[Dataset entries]
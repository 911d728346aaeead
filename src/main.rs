//! HCS Batch CLI
//!
//! Analyze the images of a plate or dataset and publish the results table.

use anyhow::{Context, Result};
use clap::{Parser, Subcommand};
use std::path::{Path, PathBuf};
use tracing_subscriber::{fmt, prelude::*, EnvFilter};

use hcs_batch::{build_runtime, init_rayon, run_batch, Config, PipelineTemplate};

const DEFAULT_MANIFEST: &str = "manifest.yaml";

#[derive(Parser)]
#[command(name = "hcs-batch")]
#[command(about = "Batch image analysis over HCS plates and datasets", long_about = None)]
struct Cli {
    /// Path to configuration file
    #[arg(short, long, default_value = "config.yaml", global = true)]
    config: PathBuf,

    /// Override concurrency level
    #[arg(long, global = true)]
    concurrency: Option<usize>,

    /// Override the number of units analyzed (0 = no limit)
    #[arg(long, global = true)]
    limit: Option<usize>,

    #[command(subcommand)]
    command: Option<Commands>,
}

#[derive(Subcommand)]
enum Commands {
    /// Run the batch (default if no command specified)
    Run {
        /// Collection manifest (YAML or JSON)
        #[arg(short, long, default_value = DEFAULT_MANIFEST)]
        manifest: PathBuf,
    },

    /// Validate configuration
    Validate,

    /// Load and normalize the pipeline template, then list its stages
    InspectTemplate,

    /// Generate a sample configuration file
    GenerateConfig {
        /// Output path for configuration file
        #[arg(short, long, default_value = "config.yaml")]
        output: PathBuf,
    },
}

fn main() -> Result<()> {
    // Initialize logging
    tracing_subscriber::registry()
        .with(fmt::layer())
        .with(EnvFilter::from_default_env().add_directive(tracing::Level::INFO.into()))
        .init();

    let cli = Cli::parse();

    match cli.command {
        None => {
            run_command(&cli.config, Path::new(DEFAULT_MANIFEST), cli.concurrency, cli.limit)?;
        }

        Some(Commands::Run { ref manifest }) => {
            run_command(&cli.config, manifest, cli.concurrency, cli.limit)?;
        }

        Some(Commands::Validate) => {
            validate_command(&cli.config)?;
        }

        Some(Commands::InspectTemplate) => {
            inspect_template_command(&cli.config)?;
        }

        Some(Commands::GenerateConfig { ref output }) => {
            generate_config_command(output)?;
        }
    }

    Ok(())
}

fn load_config(config_path: &Path) -> Result<Config> {
    Config::from_file(config_path)
        .with_context(|| format!("loading configuration {}", config_path.display()))
}

fn run_command(
    config_path: &Path,
    manifest: &Path,
    concurrency: Option<usize>,
    limit: Option<usize>,
) -> Result<()> {
    let mut config = load_config(config_path)?;

    // Apply overrides
    if let Some(c) = concurrency {
        config.processing.concurrency = c;
    }
    if let Some(l) = limit {
        config.batch.limit = (l > 0).then_some(l);
    }

    config.validate()?;

    // Initialize Rayon
    init_rayon(config.processing.rayon_threads)?;

    // Build and run Tokio runtime
    let runtime = build_runtime(config.processing.worker_threads)?;
    let report = runtime.block_on(async { run_batch(config, manifest).await })?;

    println!("{report}");
    Ok(())
}

fn validate_command(config_path: &Path) -> Result<()> {
    let config = load_config(config_path)?;
    config.validate()?;
    println!("Configuration is valid");
    Ok(())
}

fn inspect_template_command(config_path: &Path) -> Result<()> {
    let config = load_config(config_path)?;
    let template = PipelineTemplate::load(&config.pipeline.path, config.pipeline.strip_stages)?;

    println!("\n=== Pipeline '{}' ===", template.name());
    println!("Source: {}", template.source().display());
    println!("Analysis stages: {}", template.len());
    for (i, stage) in template.stages().iter().enumerate() {
        println!("  {:>2}. {}", i + 1, stage.name());
    }
    println!("Channel inputs: {}", config.pipeline.channel_names.join(", "));
    println!(
        "Results table: <output_dir>/{}.csv",
        config.pipeline.results_name
    );
    println!("=====================\n");

    Ok(())
}

fn generate_config_command(output: &Path) -> Result<()> {
    // Generate a commented YAML config
    let yaml = r#"# HCS Batch Configuration

# === STORE: Where chunked image arrays are read from ===
# Choose ONE of: local_path (local disk) OR bucket (S3)
store:
  # Option 1: Read from a local directory
  # local_path: "/data/zarr"

  # Option 2: Read from S3 (the public IDR bucket by default)
  bucket: "idr"
  endpoint: "https://minio-dev.openmicroscopy.org/"
  region: "us-east-1"
  anonymous: true

  # Array root per unit; {collection}, {index} and {resolution} are substituted
  root_template: "zarr/v0.1-extra/plate-{collection}.zarr/{index}/{resolution}"

# === BATCH: Which units, and what happens on failure ===
batch:
  # Analyze only the first N children (null = all)
  limit: 5

  # fail-fast: abort on the first failed unit
  # best-effort: record failures and continue
  failure_policy: best-effort

  # per-unit-file: link each unit's CSV individually
  # concatenate: one table with every detected object
  # reduce-mean: one table with per-image means
  aggregation_mode: reduce-mean

  # Chunk cache budget in bytes (2 GiB)
  cache_bytes: 2147483648

  # Multiresolution level ("0" is full resolution)
  resolution_level: "0"

  # chunked: always read chunked arrays
  # direct: always use the manifest's pixel files
  # auto: chunked, falling back to pixel files
  plane_source: auto

# === PIPELINE: Analysis template and engine ===
pipeline:
  path: "pipelines/ExamplePercentPositive.cppipe"

  # Table the pipeline writes, without extension
  results_name: "Nuclei"

  # Logical input names for channels 0, 1, ...
  channel_names: ["OrigBlue", "OrigGreen"]

  # Leading acquisition stages removed on load
  strip_stages: 4

  engine:
    # Program invoked once per analysis stage
    program: "cellprofiler-stage"
    args: []
    headless: true

# === PUBLISH: Where results go ===
# Choose ONE of: local_path OR bucket+prefix
publish:
  local_path: "annotations"
  # bucket: "results-bucket"
  # prefix: "hcs-batch"

  table_name: "idr0002_cellprofiler"
  file_namespace: "cellprofiler.demo.namespace"
  table_namespace: "openmicroscopy.org/omero/bulk_annotations"

  # unit: link per-unit files to their image
  # collection: link them to the plate or dataset
  file_link_target: unit

  # Tables are written here first and kept if the upload fails
  # work_dir: "/tmp/hcs-batch"

# === PROCESSING: Performance tuning ===
processing:
  # Units analyzed concurrently (1 = sequential)
  concurrency: 1

  # Tokio async worker threads (null = num CPUs)
  # worker_threads: 8

  # Rayon thread pool size for chunk decoding (null = num CPUs)
  # rayon_threads: 8

  # Fail a unit that runs longer than this
  # unit_timeout_secs: 600

  # Print progress metrics during the batch
  enable_metrics: true

  # Metrics reporting interval in seconds
  metrics_interval_secs: 10

  # Save final metrics as JSON
  # metrics_output_path: "metrics.json"
"#;

    std::fs::write(output, yaml)?;
    println!("Generated sample configuration at: {}", output.display());

    Ok(())
}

**Exercise goal**
Only an exact transcription of all the entries will do.

**Response**
repository 911d728346aaeead
filename src/main.rs
//! HCS Batch CLI
//!
//! Analyze the images of a plate or dataset and publish the results table.

use anyhow::{Context, Result};
use clap::{Parser, Subcommand};
use std::path::{Path, PathBuf};
use tracing_subscriber::{fmt, prelude::*, EnvFilter};

use hcs_batch::{build_runtime, init_rayon, run_batch, Config, PipelineTemplate};

const DEFAULT_MANIFEST: &str = "manifest.yaml";

#[derive(Parser)]
#[command(name = "hcs-batch")]
#[command(about = "Batch image analysis over HCS plates and datasets", long_about = None)]
struct Cli {
    /// Path to configuration file
    #[arg(short, long, default_value = "config.yaml", global = true)]
    config: PathBuf,

    /// Override concurrency level
    #[arg(long, global = true)]
    concurrency: Option<usize>,

    /// Override the number of units analyzed (0 = no limit)
    #[arg(long, global = true)]
    limit: Option<usize>,

    #[command(subcommand)]
    command: Option<Commands>,
}

#[derive(Subcommand)]
enum Commands {
    /// Run the batch (default if no command specified)
    Run {
        /// Collection manifest (YAML or JSON)
        #[arg(short, long, default_value = DEFAULT_MANIFEST)]
        manifest: PathBuf,
    },

    /// Validate configuration
    Validate,

    /// Load and normalize the pipeline template, then list its stages
    InspectTemplate,

    /// Generate a sample configuration file
    GenerateConfig {
        /// Output path for configuration file
        #[arg(short, long, default_value = "config.yaml")]
        output: PathBuf,
    },
}

fn main() -> Result<()> {
    // Initialize logging
    tracing_subscriber::registry()
        .with(fmt::layer())
        .with(EnvFilter::from_default_env().add_directive(tracing::Level::INFO.into()))
        .init();

    let cli = Cli::parse();

    match cli.command {
        None => {
            run_command(&cli.config, Path::new(DEFAULT_MANIFEST), cli.concurrency, cli.limit)?;
        }

        Some(Commands::Run { ref manifest }) => {
            run_command(&cli.config, manifest, cli.concurrency, cli.limit)?;
        }

        Some(Commands::Validate) => {
            validate_command(&cli.config)?;
        }

        Some(Commands::InspectTemplate) => {
            inspect_template_command(&cli.config)?;
        }

        Some(Commands::GenerateConfig { ref output }) => {
            generate_config_command(output)?;
        }
    }

    Ok(())
}

fn load_config(config_path: &Path) -> Result<Config> {
    Config::from_file(config_path)
        .with_context(|| format!("loading configuration {}", config_path.display()))
}

fn run_command(
    config_path: &Path,
    manifest: &Path,
    concurrency: Option<usize>,
    limit: Option<usize>,
) -> Result<()> {
    let mut config = load_config(config_path)?;

    // Apply overrides
    if let Some(c) = concurrency {
        config.processing.concurrency = c;
    }
    if let Some(l) = limit {
        config.batch.limit = (l > 0).then_some(l);
    }

    config.validate()?;

    // Initialize Rayon
    init_rayon(config.processing.rayon_threads)?;

    // Build and run Tokio runtime
    let runtime = build_runtime(config.processing.worker_threads)?;
    let report = runtime.block_on(async { run_batch(config, manifest).await })?;

    println!("{report}");
    Ok(())
}

fn validate_command(config_path: &Path) -> Result<()> {
    let config = load_config(config_path)?;
    config.validate()?;
    println!("Configuration is valid");
    Ok(())
}

fn inspect_template_command(config_path: &Path) -> Result<()> {
    let config = load_config(config_path)?;
    let template = PipelineTemplate::load(&config.pipeline.path, config.pipeline.strip_stages)?;

    println!("\n=== Pipeline '{}' ===", template.name());
    println!("Source: {}", template.source().display());
    println!("Analysis stages: {}", template.len());
    for (i, stage) in template.stages().iter().enumerate() {
        println!("  {:>2}. {}", i + 1, stage.name());
    }
    println!("Channel inputs: {}", config.pipeline.channel_names.join(", "));
    println!(
        "Results table: <output_dir>/{}.csv",
        config.pipeline.results_name
    );
    println!("=====================\n");

    Ok(())
}

fn generate_config_command(output: &Path) -> Result<()> {
    // Generate a commented YAML config
    let yaml = r#"# HCS Batch Configuration

# === STORE: Where chunked image arrays are read from ===
# Choose ONE of: local_path (local disk) OR bucket (S3)
store:
  # Option 1: Read from a local directory
  # local_path: "/data/zarr"

  # Option 2: Read from S3 (the public IDR bucket by default)
  bucket: "idr"
  endpoint: "https://minio-dev.openmicroscopy.org/"
  region: "us-east-1"
  anonymous: true

  # Array root per unit; {collection}, {index} and {resolution} are substituted
  root_template: "zarr/v0.1-extra/plate-{collection}.zarr/{index}/{resolution}"

# === BATCH: Which units, and what happens on failure ===
batch:
  # Analyze only the first N children (null = all)
  limit: 5

  # fail-fast: abort on the first failed unit
  # best-effort: record failures and continue
  failure_policy: best-effort

  # per-unit-file: link each unit's CSV individually
  # concatenate: one table with every detected object
  # reduce-mean: one table with per-image means
  aggregation_mode: reduce-mean

  # Chunk cache budget in bytes (2 GiB)
  cache_bytes: 2147483648

  # Multiresolution level ("0" is full resolution)
  resolution_level: "0"

  # chunked: always read chunked arrays
  # direct: always use the manifest's pixel files
  # auto: chunked, falling back to pixel files
  plane_source: auto

# === PIPELINE: Analysis template and engine ===
pipeline:
  path: "pipelines/ExamplePercentPositive.cppipe"

  # Table the pipeline writes, without extension
  results_name: "Nuclei"

  # Logical input names for channels 0, 1, ...
  channel_names: ["OrigBlue", "OrigGreen"]

  # Leading acquisition stages removed on load
  strip_stages: 4

  engine:
    # Program invoked once per analysis stage
    program: "cellprofiler-stage"
    args: []
    headless: true

# === PUBLISH: Where results go ===
# Choose ONE of: local_path OR bucket+prefix
publish:
  local_path: "annotations"
  # bucket: "results-bucket"
  # prefix: "hcs-batch"

  table_name: "idr0002_cellprofiler"
  file_namespace: "cellprofiler.demo.namespace"
  table_namespace: "openmicroscopy.org/omero/bulk_annotations"

  # unit: link per-unit files to their image
  # collection: link them to the plate or dataset
  file_link_target: unit

  # Tables are written here first and kept if the upload fails
  # work_dir: "/tmp/hcs-batch"

# === PROCESSING: Performance tuning ===
processing:
  # Units analyzed concurrently (1 = sequential)
  concurrency: 1

  # Tokio async worker threads (null = num CPUs)
  # worker_threads: 8

  # Rayon thread pool size for chunk decoding (null = num CPUs)
  # rayon_threads: 8

  # Fail a unit that runs longer than this
  # unit_timeout_secs: 600

  # Print progress metrics during the batch
  enable_metrics: true

  # Metrics reporting interval in seconds
  metrics_interval_secs: 10

  # Save final metrics as JSON
  # metrics_output_path: "metrics.json"
"#;

    std::fs::write(output, yaml)?;
    println!("Generated sample configuration at: {}", output.display());

    Ok(())
}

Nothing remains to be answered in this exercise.